Given entries section start

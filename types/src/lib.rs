//! Core domain types for Civil.
//!
//! This crate contains pure domain types with no IO and no async: the
//! classifier verdict model, the advisory severity tiers derived from it,
//! and the wire schemas of the analysis contract. Everything here can be
//! used from any layer of the application.

use serde::{Deserialize, Serialize};

// ============================================================================
// Verdict Actions
// ============================================================================

/// What the classifier asked us to do with the composed text.
///
/// This enum is the only part of a verdict that drives control flow; the
/// numeric analysis metadata is display-only. Unknown action strings fail
/// deserialization, so an ambiguous verdict can never be interpreted as
/// "safe" (or as "block") by accident.
#[derive(Debug, Clone, Copy, PartialEq, Eq, Serialize, Deserialize)]
#[serde(rename_all = "snake_case")]
pub enum Action {
    /// Text is fine; make sure nothing of ours is on screen.
    Allow,
    /// Text stays, but an advisory is shown.
    Alert,
    /// Text is cleared from the field and a blocking advisory is shown.
    BlockAndAlert,
    /// Like `BlockAndAlert`, with a suggested rewrite on offer.
    BlockAndRewrite,
}

impl Action {
    /// True for the actions that force-clear the target field.
    #[must_use]
    pub const fn blocks(self) -> bool {
        matches!(self, Self::BlockAndAlert | Self::BlockAndRewrite)
    }

    /// The visual category of the advisory this action produces, or `None`
    /// for `Allow` (which never renders one).
    ///
    /// Tier selection is a pure function of the action. The severity score
    /// in [`Analysis`] never participates.
    #[must_use]
    pub const fn tier(self) -> Option<Tier> {
        match self {
            Self::Allow => None,
            Self::Alert => Some(Tier::Advisory),
            Self::BlockAndAlert => Some(Tier::Blocked),
            Self::BlockAndRewrite => Some(Tier::BlockedWithSuggestion),
        }
    }

    /// Wire name of the action, as the classifier spells it.
    #[must_use]
    pub const fn as_str(self) -> &'static str {
        match self {
            Self::Allow => "allow",
            Self::Alert => "alert",
            Self::BlockAndAlert => "block_and_alert",
            Self::BlockAndRewrite => "block_and_rewrite",
        }
    }
}

/// Visual category of an advisory panel.
#[derive(Debug, Clone, Copy, PartialEq, Eq, Serialize, Deserialize)]
#[serde(rename_all = "snake_case")]
pub enum Tier {
    /// Advisory only; the text was left alone.
    Advisory,
    /// The text was cleared and blocked.
    Blocked,
    /// The text was cleared and blocked, and a rewrite is on offer.
    BlockedWithSuggestion,
}

// ============================================================================
// Classifier Wire Schemas
// ============================================================================

/// Outbound analysis request body.
///
/// The caller identity is a constant; there is no per-user session
/// management anywhere in the core.
#[derive(Debug, Serialize)]
pub struct AnalyzeRequest<'a> {
    pub message: &'a str,
    pub user_id: &'a str,
}

/// Scoring metadata attached to a verdict.
///
/// Display-only. Every field is defaulted so a sparse payload still decodes;
/// fields this struct does not name (e.g. a service timestamp) are ignored.
#[derive(Debug, Clone, Default, PartialEq, Deserialize)]
pub struct Analysis {
    #[serde(default)]
    pub severity: f64,
    #[serde(default)]
    pub label: Option<String>,
    #[serde(default)]
    pub score: Option<f64>,
}

/// A complete classifier verdict.
///
/// Only `action` is required on the wire: a response without one (or with an
/// action this core does not know) is malformed and fails closed upstream.
#[derive(Debug, Clone, Deserialize)]
pub struct Decision {
    pub action: Action,
    #[serde(default)]
    pub reason: String,
    #[serde(default)]
    pub rewrite: Option<String>,
    #[serde(default)]
    pub analysis: Analysis,
}

impl Decision {
    /// The rewrite string, if the verdict carried a non-empty one.
    #[must_use]
    pub fn offered_rewrite(&self) -> Option<&str> {
        self.rewrite.as_deref().filter(|r| !r.is_empty())
    }
}

#[cfg(test)]
mod tests {
    use super::{Action, Decision, Tier};

    #[test]
    fn action_tier_is_pure_function_of_action() {
        assert_eq!(Action::Allow.tier(), None);
        assert_eq!(Action::Alert.tier(), Some(Tier::Advisory));
        assert_eq!(Action::BlockAndAlert.tier(), Some(Tier::Blocked));
        assert_eq!(
            Action::BlockAndRewrite.tier(),
            Some(Tier::BlockedWithSuggestion)
        );
    }

    #[test]
    fn blocking_actions() {
        assert!(!Action::Allow.blocks());
        assert!(!Action::Alert.blocks());
        assert!(Action::BlockAndAlert.blocks());
        assert!(Action::BlockAndRewrite.blocks());
    }

    #[test]
    fn decodes_full_verdict() {
        let json = r#"{
            "action": "block_and_rewrite",
            "reason": "Contains insult",
            "rewrite": "You are not being helpful",
            "analysis": {"severity": 55, "label": "insult", "score": 0.91},
            "timestamp": "2024-11-02T10:00:00Z"
        }"#;
        let decision: Decision = serde_json::from_str(json).unwrap();
        assert_eq!(decision.action, Action::BlockAndRewrite);
        assert_eq!(decision.reason, "Contains insult");
        assert_eq!(decision.offered_rewrite(), Some("You are not being helpful"));
        assert!((decision.analysis.severity - 55.0).abs() < f64::EPSILON);
        assert_eq!(decision.analysis.label.as_deref(), Some("insult"));
    }

    #[test]
    fn decodes_sparse_allow_verdict() {
        let decision: Decision = serde_json::from_str(r#"{"action": "allow"}"#).unwrap();
        assert_eq!(decision.action, Action::Allow);
        assert!(decision.reason.is_empty());
        assert_eq!(decision.offered_rewrite(), None);
    }

    #[test]
    fn null_rewrite_is_absent() {
        let decision: Decision =
            serde_json::from_str(r#"{"action": "alert", "rewrite": null}"#).unwrap();
        assert_eq!(decision.offered_rewrite(), None);
    }

    #[test]
    fn empty_rewrite_is_not_offered() {
        let decision: Decision =
            serde_json::from_str(r#"{"action": "block_and_rewrite", "rewrite": ""}"#).unwrap();
        assert_eq!(decision.offered_rewrite(), None);
    }

    #[test]
    fn missing_action_is_malformed() {
        let result = serde_json::from_str::<Decision>(r#"{"reason": "no verdict"}"#);
        assert!(result.is_err());
    }

    #[test]
    fn unknown_action_is_malformed() {
        let result = serde_json::from_str::<Decision>(r#"{"action": "warn"}"#);
        assert!(result.is_err());
    }

    #[test]
    fn request_body_shape() {
        let body = super::AnalyzeRequest {
            message: "hello",
            user_id: "browser_user",
        };
        let json = serde_json::to_value(&body).unwrap();
        assert_eq!(
            json,
            serde_json::json!({"message": "hello", "user_id": "browser_user"})
        );
    }
}
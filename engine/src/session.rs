//! The analysis session state machine.
//!
//! [`Session`] is the only mutable state in the core, consolidated into one
//! value and kept free of DOM and network concerns: `on_capture` /
//! `on_verdict` / `on_failure` return directives and the owning loop carries
//! them out. That split is what makes the transition table testable in
//! isolation.
//!
//! The awkward piece of state is `suppress_next_empty_clear`. Force-clearing
//! a field after a blocking verdict raises a fresh input notification
//! (writes must notify the host page), which comes back through debounced
//! capture looking exactly like "the user emptied the field" — and would
//! tear down the advisory that the block just rendered. The flag marks the
//! next empty capture as self-induced and is consumed exactly once per
//! force-clear; a second consecutive clear is treated as the user's.

use civil_types::{Action, Tier};

/// Externally observable phase of the session.
#[derive(Debug, Clone, Copy, PartialEq, Eq)]
pub enum Phase {
    Idle,
    AwaitingResponse,
}

/// What a debounced capture requires of the owning loop.
#[derive(Debug, Clone, Copy, PartialEq, Eq)]
pub enum CaptureStep {
    /// Self-induced clear; consume it and do nothing else.
    Swallow,
    /// The user emptied the field; tear down any advisory.
    DropAdvisory,
    /// Same text as the last issued request; no new request.
    Unchanged,
    /// New text; issue a classifier request.
    Analyze,
}

/// What a completed verdict requires of the owning loop.
#[derive(Debug, Clone, Copy, PartialEq, Eq)]
pub enum VerdictStep {
    /// Allowed; tear down any advisory.
    DropAdvisory,
    /// Render an advisory of the given tier; the text stays.
    Advise(Tier),
    /// Force-clear the field through the adapter, then render a blocking
    /// advisory of the given tier. The suppression flag is already set.
    ForceClearAndAdvise(Tier),
}

#[derive(Debug, Default)]
pub struct Session {
    last_analysed: String,
    suppress_next_empty_clear: bool,
    in_flight: usize,
}

impl Session {
    #[must_use]
    pub fn new() -> Self {
        Self::default()
    }

    /// `AwaitingResponse` while any classifier request is outstanding. A
    /// hung request keeps the session here indefinitely; that only
    /// suppresses re-analysis of unchanged text, never of new text.
    #[must_use]
    pub fn phase(&self) -> Phase {
        if self.in_flight > 0 {
            Phase::AwaitingResponse
        } else {
            Phase::Idle
        }
    }

    /// Feed one debounced capture of the target's current text.
    pub fn on_capture(&mut self, text: &str) -> CaptureStep {
        if text.trim().is_empty() {
            if self.suppress_next_empty_clear {
                self.suppress_next_empty_clear = false;
                self.last_analysed.clear();
                return CaptureStep::Swallow;
            }
            return CaptureStep::DropAdvisory;
        }

        if text == self.last_analysed {
            return CaptureStep::Unchanged;
        }

        self.last_analysed.clear();
        self.last_analysed.push_str(text);
        self.in_flight += 1;
        CaptureStep::Analyze
    }

    /// Feed one completed verdict. Stale responses are authoritative at
    /// arrival time; the caller applies whatever this returns, last one
    /// wins.
    pub fn on_verdict(&mut self, action: Action) -> VerdictStep {
        self.in_flight = self.in_flight.saturating_sub(1);
        match action.tier() {
            None => VerdictStep::DropAdvisory,
            Some(tier) if action.blocks() => {
                // Set before the force-clear happens so the notification it
                // raises is already marked self-induced.
                self.suppress_next_empty_clear = true;
                VerdictStep::ForceClearAndAdvise(tier)
            }
            Some(tier) => VerdictStep::Advise(tier),
        }
    }

    /// Feed one failed request. No advisory, no mutation; the failed text
    /// stays recorded so it is not re-sent until it changes.
    pub fn on_failure(&mut self) {
        self.in_flight = self.in_flight.saturating_sub(1);
    }
}

#[cfg(test)]
mod tests {
    use super::{CaptureStep, Phase, Session, VerdictStep};
    use civil_types::{Action, Tier};

    #[test]
    fn empty_capture_with_no_history_drops_advisory() {
        let mut session = Session::new();
        assert_eq!(session.on_capture(""), CaptureStep::DropAdvisory);
        assert_eq!(session.on_capture("   "), CaptureStep::DropAdvisory);
    }

    #[test]
    fn new_text_is_analysed_and_repeats_are_not() {
        let mut session = Session::new();
        assert_eq!(session.on_capture("hello"), CaptureStep::Analyze);
        assert_eq!(session.on_capture("hello"), CaptureStep::Unchanged);
        assert_eq!(session.on_capture("hello there"), CaptureStep::Analyze);
    }

    #[test]
    fn phase_tracks_outstanding_requests() {
        let mut session = Session::new();
        assert_eq!(session.phase(), Phase::Idle);

        session.on_capture("first");
        assert_eq!(session.phase(), Phase::AwaitingResponse);

        // A second distinct capture while awaiting is not locked out.
        assert_eq!(session.on_capture("second"), CaptureStep::Analyze);
        assert_eq!(session.phase(), Phase::AwaitingResponse);

        session.on_verdict(Action::Allow);
        assert_eq!(session.phase(), Phase::AwaitingResponse);
        session.on_verdict(Action::Allow);
        assert_eq!(session.phase(), Phase::Idle);
    }

    #[test]
    fn allow_drops_advisory() {
        let mut session = Session::new();
        session.on_capture("fine text");
        assert_eq!(session.on_verdict(Action::Allow), VerdictStep::DropAdvisory);
    }

    #[test]
    fn alert_advises_without_clearing() {
        let mut session = Session::new();
        session.on_capture("mildly rude");
        assert_eq!(
            session.on_verdict(Action::Alert),
            VerdictStep::Advise(Tier::Advisory)
        );
        // No suppression armed: the next empty capture is the user's.
        assert_eq!(session.on_capture(""), CaptureStep::DropAdvisory);
    }

    #[test]
    fn block_arms_suppression_consumed_exactly_once() {
        let mut session = Session::new();
        session.on_capture("you are stupid");
        assert_eq!(
            session.on_verdict(Action::BlockAndRewrite),
            VerdictStep::ForceClearAndAdvise(Tier::BlockedWithSuggestion)
        );

        // The self-induced clear is swallowed and resets the analysed text.
        assert_eq!(session.on_capture(""), CaptureStep::Swallow);
        // A second consecutive clear is user-initiated.
        assert_eq!(session.on_capture(""), CaptureStep::DropAdvisory);
    }

    #[test]
    fn swallowed_clear_resets_last_analysed() {
        let mut session = Session::new();
        session.on_capture("you are stupid");
        session.on_verdict(Action::BlockAndAlert);
        session.on_capture("");

        // Re-typing the blocked text analyses again.
        assert_eq!(session.on_capture("you are stupid"), CaptureStep::Analyze);
    }

    #[test]
    fn user_clear_does_not_reset_last_analysed() {
        let mut session = Session::new();
        session.on_capture("hello");
        session.on_verdict(Action::Allow);

        assert_eq!(session.on_capture(""), CaptureStep::DropAdvisory);
        // Unchanged text after a manual clear is still a repeat.
        assert_eq!(session.on_capture("hello"), CaptureStep::Unchanged);
    }

    #[test]
    fn failure_returns_to_idle_without_forgetting_text() {
        let mut session = Session::new();
        session.on_capture("hello");
        session.on_failure();

        assert_eq!(session.phase(), Phase::Idle);
        // The failed text is not re-sent until it changes.
        assert_eq!(session.on_capture("hello"), CaptureStep::Unchanged);
        assert_eq!(session.on_capture("hello again"), CaptureStep::Analyze);
    }

    #[test]
    fn last_arriving_verdict_wins() {
        let mut session = Session::new();
        session.on_capture("first");
        session.on_capture("second");

        assert_eq!(session.on_verdict(Action::Allow), VerdictStep::DropAdvisory);
        assert_eq!(
            session.on_verdict(Action::BlockAndAlert),
            VerdictStep::ForceClearAndAdvise(Tier::Blocked)
        );
        assert_eq!(session.phase(), Phase::Idle);
    }
}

Given entries section end

» Task requirements
Above are the entries; repeat their lines exactly, from the first through the one that contains "here can be".

» Answer for this exercise
filename types/src/lib.rs
//! Core domain types for Civil.
//!
//! This crate contains pure domain types with no IO and no async: the
//! classifier verdict model, the advisory severity tiers derived from it,
//! and the wire schemas of the analysis contract. Everything here can be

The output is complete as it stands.